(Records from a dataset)
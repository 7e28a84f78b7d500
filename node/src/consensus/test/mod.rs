use std::sync::Arc;

use crate::broadcast::{ConsensusMessage, Outbound};
use crate::config::ConsensusConfig;
use crate::consensus::GroupContext;
use crate::utilities::{Ed25519Keypair, PublicKey, Signer};


pub(crate) const TEST_GROUP: &str = "test-group";

/// Keypairs sorted by public key, so keypair `i` owns shard `i`.
pub(crate) fn keypairs(n: usize) -> Vec<Arc<Ed25519Keypair>> {
    let mut keypairs: Vec<_> = (0..n).map(|_| Arc::new(Ed25519Keypair::generate())).collect();
    keypairs.sort_by_key(|k| k.public_key());
    keypairs
}

pub(crate) fn public_keys(keypairs: &[Arc<Ed25519Keypair>]) -> Vec<PublicKey> {
    keypairs.iter().map(|k| k.public_key()).collect()
}

pub(crate) fn contexts_for(
    keypairs: &[Arc<Ed25519Keypair>],
    owner: &PublicKey,
    batch_size: usize,
) -> Vec<Arc<GroupContext>> {
    let nodes = public_keys(keypairs);
    keypairs
        .iter()
        .map(|keypair| {
            let config = ConsensusConfig::new(
                TEST_GROUP,
                nodes.clone(),
                keypair.public_key(),
                owner.clone(),
                batch_size,
            )
            .unwrap();
            Arc::new(GroupContext::new(config, keypair.clone()).unwrap())
        })
        .collect()
}

/// One context per producer of an `n` node group, in shard order.
pub(crate) fn contexts(n: usize) -> Vec<Arc<GroupContext>> {
    let keypairs = keypairs(n);
    let owner = keypairs[0].public_key();
    contexts_for(&keypairs, &owner, 10)
}

pub(crate) struct Envelope {
    pub(crate) to: usize,
    pub(crate) message: ConsensusMessage,
}

/// Queues `outbound` from producer `from`. Broadcasts reach every producer except the sender.
pub(crate) fn route(
    nodes: &[PublicKey],
    from: usize,
    outbound: Vec<Outbound>,
    queue: &mut Vec<Envelope>,
) {
    for out in outbound {
        match out {
            Outbound::Broadcast(message) => {
                for to in (0..nodes.len()).filter(|to| *to != from) {
                    queue.push(Envelope {
                        to,
                        message: message.clone(),
                    });
                }
            }
            Outbound::SendTo(key, message) => {
                let to = nodes.iter().position(|n| n == &key).unwrap();
                queue.push(Envelope { to, message });
            }
        }
    }
}
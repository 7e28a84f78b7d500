use log::trace;

use crate::config::ConsensusConfig;
use crate::utilities::HashType;

pub(crate) struct RbcQuorum {
    pub(crate) cluster_size: usize,
    pub(crate) max_faulty_nodes: usize,
}

#[derive(Debug, Clone, Copy, PartialEq, Eq)]
pub(crate) enum RbcAction {
    Ready,
    Deliver,
    Ignore,
}

impl RbcAction {
    pub(crate) fn is_ready(&self) -> bool {
        matches!(self, RbcAction::Ready)
    }

    pub(crate) fn is_deliver(&self) -> bool {
        matches!(self, RbcAction::Deliver)
    }
}

impl RbcQuorum {
    pub(crate) fn new(config: &ConsensusConfig) -> Self {
        Self {
            cluster_size: config.n(),
            max_faulty_nodes: config.f(),
        }
    }

    fn echo_threshold(&self) -> usize {
        self.cluster_size - self.max_faulty_nodes
    }

    pub(crate) fn decode_threshold(&self) -> usize {
        self.cluster_size - 2 * self.max_faulty_nodes
    }

    fn amplify_threshold(&self) -> usize {
        self.max_faulty_nodes + 1
    }

    fn deliver_threshold(&self) -> usize {
        2 * self.max_faulty_nodes + 1
    }

    /// n-f echoes are enough to send READY, once.
    pub(crate) fn check_echo(&self, root: &HashType, echoes: usize, ready_sent: bool) -> RbcAction {
        if ready_sent {
            return RbcAction::Ignore;
        }
        if echoes >= self.echo_threshold() {
            trace!(
                "Echo threshold reached: Echoed:{} / Threshold:{} for root:{}",
                echoes,
                self.echo_threshold(),
                root
            );
            RbcAction::Ready
        } else {
            trace!(
                "Echo threshold not reached: Echoed:{} / Threshold:{} for root:{}",
                echoes,
                self.echo_threshold(),
                root
            );
            RbcAction::Ignore
        }
    }

    /// f+1 readys are enough to send our own READY. 2f+1 readys together with n-2f echoes are
    /// enough to deliver.
    pub(crate) fn check_ready(
        &self,
        root: &HashType,
        readys: usize,
        echoes: usize,
        ready_sent: bool,
    ) -> RbcAction {
        if !ready_sent && readys >= self.amplify_threshold() {
            trace!(
                "Ready send threshold reached: Readys:{} / Threshold:{} for root:{}",
                readys,
                self.amplify_threshold(),
                root
            );
            return RbcAction::Ready;
        }

        if readys >= self.deliver_threshold() && echoes >= self.decode_threshold() {
            trace!(
                "Deliver threshold reached: Readys:{} Echoes:{} for root:{}",
                readys,
                echoes,
                root
            );
            return RbcAction::Deliver;
        }

        trace!(
            "Ready threshold not reached: Readys:{} / Threshold:{}, Echoes:{} / Threshold:{} for root:{}",
            readys,
            self.deliver_threshold(),
            echoes,
            self.decode_threshold(),
            root
        );
        RbcAction::Ignore
    }
}
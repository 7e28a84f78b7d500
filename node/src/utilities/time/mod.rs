use chrono::Utc;

pub struct GroupTime;

impl GroupTime {
    pub fn now_nanos() -> i64 {
        Utc::now().timestamp_nanos_opt().unwrap_or_default()
    }
}
//! Uses the `ed25519-zebra` crate to implement signing and signature verification.
use ed25519_zebra::{Signature as ZebraSignature, SigningKey, VerificationKey, VerificationKeyBytes};
use rand::rngs::OsRng;

use crate::utilities::crypto::{KeyPairError, PublicKey, Signature, Signer};
use crate::utilities::encoding::{from_hex, to_hex};
use crate::utilities::hash::HashType;

// Careful with DEBUG, DISPLAY!!!
pub struct Ed25519Keypair {
    signing_key: SigningKey,
    verification_key: VerificationKey,
}

impl Ed25519Keypair {
    pub fn generate() -> Self {
        let signing_key = SigningKey::new(OsRng);
        let verification_key = VerificationKey::from(&signing_key);
        Self {
            signing_key,
            verification_key,
        }
    }

    pub fn from_private_key_hex(hex: &str) -> Result<Self, KeyPairError> {
        let bytes = from_hex(hex).map_err(|_| KeyPairError::PrivateKey)?;
        let seed = <[u8; 32]>::try_from(bytes.as_slice()).map_err(|_| KeyPairError::SliceLength)?;
        let signing_key = SigningKey::from(seed);
        let verification_key = VerificationKey::from(&signing_key);
        Ok(Self {
            signing_key,
            verification_key,
        })
    }

    pub fn private_key_hex(&self) -> String {
        let seed: [u8; 32] = self.signing_key.into();
        to_hex(seed)
    }

    fn parse_public_key(public_key: &PublicKey) -> Result<VerificationKey, KeyPairError> {
        let raw = public_key.to_raw()?;
        let bytes = <[u8; 32]>::try_from(raw.as_slice()).map_err(|_| KeyPairError::SliceLength)?;
        VerificationKey::try_from(VerificationKeyBytes::from(bytes))
            .map_err(|_| KeyPairError::PublicKey(public_key.to_string()))
    }
}

impl Signer for Ed25519Keypair {
    fn public_key(&self) -> PublicKey {
        let raw: [u8; 32] = self.verification_key.into();
        PublicKey::from_raw(&raw)
    }

    fn sign(&self, hash: &HashType) -> Result<Signature, KeyPairError> {
        let signature = self.signing_key.sign(hash.as_bytes());
        let sig_data: [u8; 64] = signature.into();
        Ok(Signature::new(sig_data.to_vec()))
    }

    fn verify(&self, public_key: &PublicKey, hash: &HashType, signature: &Signature) -> bool {
        let verification_key = match Self::parse_public_key(public_key) {
            Ok(key) => key,
            Err(err) => {
                log::debug!("Rejecting signature, bad public key {public_key}: {err}");
                return false;
            }
        };
        let sig_bytes = match <[u8; 64]>::try_from(signature.as_bytes()) {
            Ok(bytes) => bytes,
            Err(_) => return false,
        };
        verification_key
            .verify(&ZebraSignature::from(sig_bytes), hash.as_bytes())
            .is_ok()
    }
}

#[cfg(test)]
mod test {
    use crate::utilities::hash::Hasher;

    use super::*;

    #[test]
    fn test_sign_ok() {
        let keypair = Ed25519Keypair::generate();
        let hash = Hasher::digest(b"payload");
        let signature = keypair.sign(&hash).unwrap();
        assert!(keypair.verify(&keypair.public_key(), &hash, &signature));
    }

    #[test]
    fn test_sign_fail() {
        let keypair = Ed25519Keypair::generate();
        let other = Ed25519Keypair::generate();
        let hash = Hasher::digest(b"payload");
        let signature = keypair.sign(&hash).unwrap();

        assert!(!keypair.verify(&other.public_key(), &hash, &signature));
        assert!(!keypair.verify(&keypair.public_key(), &Hasher::digest(b"other"), &signature));
        assert!(!keypair.verify(&keypair.public_key(), &hash, &Signature::new(vec![1, 2, 3])));
    }

    #[test]
    fn test_private_key_hex_round_trip() {
        let keypair = Ed25519Keypair::generate();
        let restored = Ed25519Keypair::from_private_key_hex(&keypair.private_key_hex()).unwrap();
        assert_eq!(keypair.public_key(), restored.public_key());
    }
}
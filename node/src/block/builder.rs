use std::sync::Arc;

use log::{debug, info, warn};
use thiserror::Error;

use crate::block::types::block::Block;
use crate::block::types::trx::Trx;
use crate::network::TransportSink;
use crate::storage::{ChainStore, StorageError};
use crate::utilities::encoding::encode;
use crate::utilities::Signer;

#[derive(Error, Debug)]
pub enum BlockBuildError {
    #[error("Parent block of epoch {epoch} not found in group {group_id}")]
    ParentNotFound { group_id: String, epoch: u64 },
    #[error("Storage: {0}")]
    Storage(#[from] StorageError),
    #[error("Block: {0}")]
    Block(#[from] anyhow::Error),
}

/// Turns an agreed, ordered list of trxs into the block of `epoch`.
pub trait BlockSink: Send + Sync {
    fn build_block(&self, group_id: &str, epoch: u64, trxs: Vec<Trx>)
        -> Result<Block, BlockBuildError>;
}

/// Default block sink: chains onto the stored parent, signs, stores and publishes.
pub struct BlockBuilder {
    chain: Arc<dyn ChainStore>,
    transport: Arc<dyn TransportSink>,
    signer: Arc<dyn Signer>,
}

impl BlockBuilder {
    pub fn new(
        chain: Arc<dyn ChainStore>,
        transport: Arc<dyn TransportSink>,
        signer: Arc<dyn Signer>,
    ) -> Self {
        Self {
            chain,
            transport,
            signer,
        }
    }

    /// Stores the epoch 0 block if the group has no chain yet. Returns the last block.
    pub fn ensure_genesis(&self, group_id: &str) -> Result<Block, BlockBuildError> {
        if let Some(last) = self.chain.last_block(group_id)? {
            return Ok(last);
        }
        let genesis = Block::new_genesis(group_id, self.signer.as_ref())?;
        info!("<{group_id}> created genesis block {}", genesis.hash);
        self.chain.add_block(&genesis)?;
        Ok(genesis)
    }
}

impl BlockSink for BlockBuilder {
    fn build_block(
        &self,
        group_id: &str,
        epoch: u64,
        trxs: Vec<Trx>,
    ) -> Result<Block, BlockBuildError> {
        let parent_epoch = epoch.saturating_sub(1);
        let parent = self.chain.get_block(group_id, parent_epoch)?.ok_or_else(|| {
            BlockBuildError::ParentNotFound {
                group_id: group_id.to_string(),
                epoch: parent_epoch,
            }
        })?;

        let block = Block::new(&parent, trxs, self.signer.as_ref())?;
        debug!("<{group_id}> built block: {block}");
        self.chain.add_block(&block)?;

        match encode(&block) {
            Ok(bytes) => {
                if let Err(err) = self.transport.publish_block(group_id, bytes) {
                    warn!("<{group_id}> publishing block of epoch {epoch} failed: {err}");
                }
            }
            Err(err) => warn!("<{group_id}> encoding block of epoch {epoch} failed: {err}"),
        }
        Ok(block)
    }
}
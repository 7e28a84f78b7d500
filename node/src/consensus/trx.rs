//! Transaction agreement: proposes batches from the trx buffer and turns agreed bundles into
//! blocks.

use std::collections::{BTreeMap, HashSet};
use std::num::NonZeroUsize;
use std::sync::Arc;

use log::{debug, info, trace, warn};
use lru::LruCache;
use thiserror::Error;

use crate::block::{BlockSink, BufferError, Trx, TrxBuffer, TrxBundle};
use crate::broadcast::ProposalKind;
use crate::consensus::bft::{AgreementHandler, BftError};
use crate::consensus::GroupContext;
use crate::logging::pretty_json;
use crate::utilities::encoding::{decode, encode};
use crate::utilities::PublicKey;

/// Upper bound for the encoded trxs of one proposal.
pub const TRXS_TOTAL_SIZE: usize = 900 * 1024;

#[derive(Error, Debug)]
pub enum TrxError {
    #[error("Trx {trx_id} belongs to group {group_id}")]
    WrongGroup { trx_id: String, group_id: String },
    #[error("Trx {0} has an invalid signature")]
    InvalidSignature(String),
    #[error("Trx {0} is already finalized")]
    AlreadyFinalized(String),
    #[error(transparent)]
    Buffer(#[from] BufferError),
}

pub(crate) struct TrxAgreement {
    ctx: Arc<GroupContext>,
    buffer: TrxBuffer,
    block_sink: Arc<dyn BlockSink>,
    finalized: LruCache<String, ()>,
}

impl TrxAgreement {
    pub(crate) fn new(
        ctx: Arc<GroupContext>,
        buffer: TrxBuffer,
        block_sink: Arc<dyn BlockSink>,
    ) -> Self {
        let cache_size =
            NonZeroUsize::new(ctx.config.finalized_cache_size()).unwrap_or(NonZeroUsize::MIN);
        TrxAgreement {
            ctx,
            buffer,
            block_sink,
            finalized: LruCache::new(cache_size),
        }
    }

    pub(crate) fn buffer(&self) -> &TrxBuffer {
        &self.buffer
    }

    /// Verifies and buffers a trx. The caller proposes afterwards.
    pub(crate) fn add_trx(&mut self, trx: Trx) -> Result<(), TrxError> {
        if trx.group_id != self.ctx.group_id() {
            return Err(TrxError::WrongGroup {
                trx_id: trx.trx_id,
                group_id: trx.group_id,
            });
        }
        if !trx.verify(self.ctx.signer.as_ref()) {
            return Err(TrxError::InvalidSignature(trx.trx_id));
        }
        if self.finalized.contains(&trx.trx_id) {
            return Err(TrxError::AlreadyFinalized(trx.trx_id));
        }
        self.buffer.push(&trx)?;
        debug!("<{}> added trx {trx}", self.ctx.group_id());
        Ok(())
    }

    /// Up to `BatchSize` buffered trxs whose encoded size stays within [`TRXS_TOTAL_SIZE`].
    fn next_batch(&self) -> Result<Vec<Trx>, BftError> {
        let sampled = self.buffer.sample(self.ctx.config.batch_size())?;
        let mut total = 0;
        let mut batch = Vec::with_capacity(sampled.len());
        for trx in sampled {
            let size = encode(&trx)?.len();
            if total + size > TRXS_TOTAL_SIZE {
                trace!(
                    "<{}> batch size cap reached at {} trxs",
                    self.ctx.group_id(),
                    batch.len()
                );
                break;
            }
            total += size;
            batch.push(trx);
        }
        Ok(batch)
    }

    /// Decodes every agreed bundle and keeps the first valid copy of each trx id.
    fn collect_agreed(&self, epoch: u64, results: &BTreeMap<PublicKey, Vec<u8>>) -> Vec<Trx> {
        let mut seen = HashSet::new();
        let mut trxs = vec![];
        for (proposer, value) in results {
            let bundle = match decode::<TrxBundle>(value) {
                Ok(bundle) => bundle,
                Err(err) => {
                    warn!(
                        "<{}> epoch {epoch}: undecodable bundle from {proposer}: {err}",
                        self.ctx.group_id()
                    );
                    continue;
                }
            };
            for trx in bundle.trxs {
                if trx.group_id != self.ctx.group_id() || !trx.verify(self.ctx.signer.as_ref()) {
                    warn!(
                        "<{}> epoch {epoch}: dropping invalid trx {} from {proposer}",
                        self.ctx.group_id(),
                        trx.trx_id
                    );
                    continue;
                }
                if seen.insert(trx.trx_id.clone()) {
                    trxs.push(trx);
                }
            }
        }
        trxs
    }
}

/// Deterministic block order: trxs grouped by sender, senders ascending with the owner last,
/// each sender's trxs by ascending timestamp and then id.
pub fn order_trxs(trxs: Vec<Trx>, owner: &PublicKey) -> Vec<Trx> {
    let mut by_sender: BTreeMap<PublicKey, Vec<Trx>> = BTreeMap::new();
    for trx in trxs {
        by_sender.entry(trx.sender_pubkey.clone()).or_default().push(trx);
    }
    for sender_trxs in by_sender.values_mut() {
        sender_trxs.sort_by(|a, b| {
            a.timestamp
                .cmp(&b.timestamp)
                .then_with(|| a.trx_id.cmp(&b.trx_id))
        });
    }

    let owner_trxs = by_sender.remove(owner).unwrap_or_default();
    by_sender
        .into_values()
        .flatten()
        .chain(owner_trxs)
        .collect()
}

impl AgreementHandler for TrxAgreement {
    fn kind(&self) -> ProposalKind {
        ProposalKind::Trx
    }

    fn next_proposal(&mut self, epoch: u64, _joining: bool) -> Result<Option<Vec<u8>>, BftError> {
        let batch = self.next_batch()?;
        if batch.is_empty() {
            trace!("<{}> epoch {epoch}: nothing to propose", self.ctx.group_id());
            return Ok(None);
        }
        debug!(
            "<{}> epoch {epoch}: proposing {} trxs",
            self.ctx.group_id(),
            batch.len()
        );
        Ok(Some(encode(TrxBundle::new(batch))?))
    }

    fn on_agreement(
        &mut self,
        epoch: u64,
        results: &BTreeMap<PublicKey, Vec<u8>>,
    ) -> Result<(), BftError> {
        let trxs = self.collect_agreed(epoch, results);
        let ordered = order_trxs(trxs, self.ctx.config.owner_pubkey());
        let ids: Vec<String> = ordered.iter().map(|trx| trx.trx_id.clone()).collect();

        let block = self
            .block_sink
            .build_block(self.ctx.group_id(), epoch, ordered)?;
        info!(
            "<{}> epoch {epoch}: block {} with {} trxs",
            self.ctx.group_id(),
            block.hash,
            ids.len()
        );
        trace!("<{}> block header {}", self.ctx.group_id(), pretty_json(&block.header));

        for trx_id in ids {
            match self.buffer.contains(&trx_id) {
                Ok(true) => {
                    if let Err(err) = self.buffer.delete(&trx_id) {
                        warn!(
                            "<{}> removing packaged trx {trx_id}: {err}",
                            self.ctx.group_id()
                        );
                    }
                }
                Ok(false) => {}
                Err(err) => warn!(
                    "<{}> checking packaged trx {trx_id}: {err}",
                    self.ctx.group_id()
                ),
            }
            self.finalized.put(trx_id, ());
        }
        Ok(())
    }
}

**TASK INSTRUCTIONS:** Output each line of the records above exactly, beginning at the first, and stop once the line containing "pub(crate) fn keypairs(n: usize)" has been output.

**FINISHED TASK:**
repository 7e28a84f78b7d500
filename node/src/consensus/test/mod.rs
use std::sync::Arc;

use crate::broadcast::{ConsensusMessage, Outbound};
use crate::config::ConsensusConfig;
use crate::consensus::GroupContext;
use crate::utilities::{Ed25519Keypair, PublicKey, Signer};


pub(crate) const TEST_GROUP: &str = "test-group";

/// Keypairs sorted by public key, so keypair `i` owns shard `i`.
pub(crate) fn keypairs(n: usize) -> Vec<Arc<Ed25519Keypair>> {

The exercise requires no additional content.